The Iraqi Finance Ministry has suspended salary payments to public sector workers in the semi-autonomous Kurdistan Region, citing Erbil’s alleged failure to remit oil and non-oil revenues to the central government.
The move prompted a lawsuit on Sunday from Kurdish workers to Iraq’s Federal Supreme Court, the country’s highest judicial authority, seeking an injunction to compel the government to resume payments.
According to the Finance Ministry, the Kurdish Regional Government (KRG) has also exceeded its constitutionally mandated 12.67% share of Iraq’s 2025 federal budget, making further disbursements illegal under current legislation. The ministry argues that Erbil’s alleged non-compliance with budget terms justifies the suspension of transfers.

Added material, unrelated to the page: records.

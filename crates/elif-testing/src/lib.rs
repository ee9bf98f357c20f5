//! # elif-testing - Test Support for elif.rs Migrations and Seeders
//!
//! - **Test database**: [`TestDatabase`] is an in-memory SQLite database
//!   behind the engine's transactional pool, with failure injection and
//!   statement journals
//! - **Recording units**: migrations and seeders that journal every call
//! - **Clocks**: deterministic ledger timestamps
//!
//! ```rust,no_run
//! use elif_testing::prelude::*;
//!
//! # async fn example() -> elif_testing::TestResult<()> {
//! let db = TestDatabase::new().await?;
//! let journal = CallJournal::new();
//! let migrations = MigrationRegistry::new();
//! migrations.register(RecordingMigration::new("2024_01_01_000000", &journal).into_arc());
//!
//! let migrator = Migrator::new(db.pool(), &migrations, MigrationConfig::default())?;
//! migrator.run_migrations().await?;
//! assert_eq!(db.count("elif_migrations").await?, 1);
//! # Ok(())
//! # }
//! ```

pub mod database;
pub mod units;
pub mod utils;

// Re-export commonly used types
pub use database::{TestDatabase, TestTransaction};
pub use units::{CallJournal, RecordingMigration, RecordingSeeder};

/// Prelude module for convenient imports
pub mod prelude {
    pub use crate::{
        database::TestDatabase,
        units::{CallJournal, RecordingMigration, RecordingSeeder},
        utils,
    };

    pub use elif_database::{
        MigrationConfig, MigrationRegistry, Migrator, RollbackCount, SeedConfig, SeederManager,
        SeederRegistry,
    };
}

// Error handling
#[derive(thiserror::Error, Debug)]
pub enum TestError {
    #[error("Database error: {0}")]
    Database(#[from] elif_database::DatabaseError),

    #[error("Invalid failure pattern: {0}")]
    Pattern(#[from] regex::Error),
}

pub type TestResult<T> = Result<T, TestError>;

Erbil, however, disputes the claim and maintains that Baghdad still owes the region approximately $3 billion in delayed transfers, with a total of $6.5 billion in outstanding allocations yet to be delivered.
The payment standoff comes amid intensifying tensions over control of energy resources. At the center of the dispute are recent multibillion-dollar energy agreements between the KRG and American firms—deals Baghdad claims were made unilaterally and without federal approval.
Last month, the KRG signed contracts worth over $110 billion with U.S. companies aimed at expanding the region’s oil and gas infrastructure. Baghdad responded sharply, with the Oil Ministry filing a legal challenge to invalidate the agreements. Iraqi Oil Minister Hayyan Abdul Ghani declared that any contracts signed without federal involvement are “null and void.”
Simultaneously, the Iraqi federal government has been pursuing its own energy partnerships. State-owned Basra Crescent recently finalized an agreement with Chinese firm Geo-Jade Petroleum to expand output at the Tuba Oil Field in southern Iraq. The deal is expected to increase daily oil production from 20,000 to 100,000 barrels and process up to 50 million cubic feet of associated gas per day. It also includes the construction of power plants, industrial facilities, and refineries.
The dueling energy strategies underscore the growing rift between Baghdad and Erbil. While the central government courts Chinese investment to expand southern oil production, Kurdish authorities continue to align with traditional Western partners—particularly the United States—highlighting broader divisions over control, revenue sharing, and Iraq’s constitutional framework.